- Exercise: For each line below that holds "CreateRestaurantRequest", return the line as it stands.
Top of Supplied data
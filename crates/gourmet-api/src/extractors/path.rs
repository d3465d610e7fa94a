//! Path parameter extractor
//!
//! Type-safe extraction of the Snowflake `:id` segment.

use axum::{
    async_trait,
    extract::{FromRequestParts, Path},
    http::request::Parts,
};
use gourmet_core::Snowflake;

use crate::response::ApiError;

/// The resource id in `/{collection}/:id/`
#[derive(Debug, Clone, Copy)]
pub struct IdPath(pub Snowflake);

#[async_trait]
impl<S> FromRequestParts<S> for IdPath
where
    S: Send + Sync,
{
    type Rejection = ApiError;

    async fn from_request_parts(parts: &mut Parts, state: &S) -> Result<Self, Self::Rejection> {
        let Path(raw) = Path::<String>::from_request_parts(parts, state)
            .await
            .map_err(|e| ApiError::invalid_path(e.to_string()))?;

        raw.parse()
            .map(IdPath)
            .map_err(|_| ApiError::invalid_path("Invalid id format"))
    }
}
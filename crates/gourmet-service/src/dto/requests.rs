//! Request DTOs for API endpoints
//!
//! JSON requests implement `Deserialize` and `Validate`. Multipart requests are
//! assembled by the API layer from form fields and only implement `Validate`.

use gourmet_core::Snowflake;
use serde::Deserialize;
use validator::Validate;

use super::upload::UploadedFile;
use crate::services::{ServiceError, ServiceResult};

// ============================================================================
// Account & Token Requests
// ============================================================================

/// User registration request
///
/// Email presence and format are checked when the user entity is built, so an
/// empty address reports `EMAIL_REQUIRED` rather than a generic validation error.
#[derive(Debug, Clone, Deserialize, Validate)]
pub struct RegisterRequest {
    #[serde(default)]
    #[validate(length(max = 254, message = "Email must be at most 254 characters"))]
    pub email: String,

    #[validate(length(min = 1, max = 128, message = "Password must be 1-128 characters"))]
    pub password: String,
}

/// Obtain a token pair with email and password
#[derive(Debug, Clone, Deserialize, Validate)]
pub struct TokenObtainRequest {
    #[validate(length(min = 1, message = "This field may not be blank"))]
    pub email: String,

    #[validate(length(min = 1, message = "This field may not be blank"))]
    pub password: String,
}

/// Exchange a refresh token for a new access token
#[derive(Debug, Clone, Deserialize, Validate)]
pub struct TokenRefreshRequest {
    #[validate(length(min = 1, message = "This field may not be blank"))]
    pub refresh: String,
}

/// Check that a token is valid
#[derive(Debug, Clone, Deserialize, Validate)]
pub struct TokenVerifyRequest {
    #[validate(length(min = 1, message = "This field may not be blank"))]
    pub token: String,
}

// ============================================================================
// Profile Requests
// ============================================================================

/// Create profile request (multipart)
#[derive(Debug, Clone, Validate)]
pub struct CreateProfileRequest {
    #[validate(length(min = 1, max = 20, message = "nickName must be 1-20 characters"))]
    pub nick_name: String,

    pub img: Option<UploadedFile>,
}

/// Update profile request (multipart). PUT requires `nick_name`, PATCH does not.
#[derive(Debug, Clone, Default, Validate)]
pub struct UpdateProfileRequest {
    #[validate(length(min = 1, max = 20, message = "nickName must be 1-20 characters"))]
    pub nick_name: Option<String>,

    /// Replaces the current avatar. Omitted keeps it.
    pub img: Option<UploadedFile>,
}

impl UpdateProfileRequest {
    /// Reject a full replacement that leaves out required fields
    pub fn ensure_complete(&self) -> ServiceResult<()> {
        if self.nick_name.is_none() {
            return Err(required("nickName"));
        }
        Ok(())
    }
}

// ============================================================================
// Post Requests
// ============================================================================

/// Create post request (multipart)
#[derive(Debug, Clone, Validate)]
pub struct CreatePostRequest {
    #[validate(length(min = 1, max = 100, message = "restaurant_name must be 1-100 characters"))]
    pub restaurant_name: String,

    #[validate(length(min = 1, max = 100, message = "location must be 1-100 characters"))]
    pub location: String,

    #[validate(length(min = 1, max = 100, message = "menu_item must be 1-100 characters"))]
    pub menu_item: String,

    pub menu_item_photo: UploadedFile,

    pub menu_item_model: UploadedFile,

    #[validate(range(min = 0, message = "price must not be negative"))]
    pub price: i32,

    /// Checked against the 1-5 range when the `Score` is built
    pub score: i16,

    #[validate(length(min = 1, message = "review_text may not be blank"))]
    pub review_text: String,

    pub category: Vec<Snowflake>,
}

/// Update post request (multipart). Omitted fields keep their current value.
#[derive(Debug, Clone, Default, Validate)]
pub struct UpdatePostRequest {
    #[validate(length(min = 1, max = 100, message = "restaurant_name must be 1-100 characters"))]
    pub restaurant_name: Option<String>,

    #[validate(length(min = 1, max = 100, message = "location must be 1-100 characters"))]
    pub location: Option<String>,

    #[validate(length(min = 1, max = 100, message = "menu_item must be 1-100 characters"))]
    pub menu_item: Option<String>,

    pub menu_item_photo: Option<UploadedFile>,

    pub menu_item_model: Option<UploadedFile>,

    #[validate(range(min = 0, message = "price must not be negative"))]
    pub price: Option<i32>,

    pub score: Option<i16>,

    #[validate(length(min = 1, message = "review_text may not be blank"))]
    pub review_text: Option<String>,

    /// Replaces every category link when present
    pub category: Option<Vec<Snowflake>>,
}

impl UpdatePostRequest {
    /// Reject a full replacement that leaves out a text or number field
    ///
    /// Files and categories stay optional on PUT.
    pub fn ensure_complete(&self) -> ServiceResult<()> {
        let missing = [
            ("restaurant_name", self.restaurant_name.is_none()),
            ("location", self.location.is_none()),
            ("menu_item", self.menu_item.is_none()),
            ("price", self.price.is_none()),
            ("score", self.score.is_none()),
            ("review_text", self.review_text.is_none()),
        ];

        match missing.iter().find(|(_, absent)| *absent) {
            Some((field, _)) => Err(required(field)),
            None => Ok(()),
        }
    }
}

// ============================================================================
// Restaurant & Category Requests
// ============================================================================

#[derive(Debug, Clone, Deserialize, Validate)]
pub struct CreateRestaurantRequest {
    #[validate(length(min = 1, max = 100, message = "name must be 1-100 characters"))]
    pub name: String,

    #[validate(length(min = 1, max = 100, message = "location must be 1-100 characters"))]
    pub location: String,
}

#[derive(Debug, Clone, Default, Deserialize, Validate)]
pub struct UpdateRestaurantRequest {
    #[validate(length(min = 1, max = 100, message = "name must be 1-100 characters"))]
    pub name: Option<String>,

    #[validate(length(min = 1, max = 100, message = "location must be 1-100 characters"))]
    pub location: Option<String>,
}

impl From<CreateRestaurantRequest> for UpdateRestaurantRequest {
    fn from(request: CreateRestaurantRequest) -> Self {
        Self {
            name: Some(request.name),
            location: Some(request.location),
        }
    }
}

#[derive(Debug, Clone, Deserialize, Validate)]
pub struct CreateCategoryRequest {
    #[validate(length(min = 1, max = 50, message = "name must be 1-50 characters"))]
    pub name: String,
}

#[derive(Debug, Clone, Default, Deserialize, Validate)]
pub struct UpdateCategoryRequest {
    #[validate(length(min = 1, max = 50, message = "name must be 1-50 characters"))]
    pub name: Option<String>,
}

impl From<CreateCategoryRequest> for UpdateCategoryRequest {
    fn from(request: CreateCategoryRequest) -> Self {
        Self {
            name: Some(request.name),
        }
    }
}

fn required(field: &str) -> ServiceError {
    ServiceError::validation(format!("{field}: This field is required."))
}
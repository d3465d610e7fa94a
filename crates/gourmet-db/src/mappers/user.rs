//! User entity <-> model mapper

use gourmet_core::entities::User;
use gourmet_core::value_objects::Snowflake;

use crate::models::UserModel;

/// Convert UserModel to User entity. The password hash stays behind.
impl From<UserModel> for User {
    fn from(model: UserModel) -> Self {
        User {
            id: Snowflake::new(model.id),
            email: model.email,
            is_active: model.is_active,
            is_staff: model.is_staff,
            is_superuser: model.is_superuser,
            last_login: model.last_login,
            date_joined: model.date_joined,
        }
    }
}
Bottom of Supplied data
- Problem solution:
pub struct CreateRestaurantRequest {
impl From<CreateRestaurantRequest> for UpdateRestaurantRequest {
    fn from(request: CreateRestaurantRequest) -> Self {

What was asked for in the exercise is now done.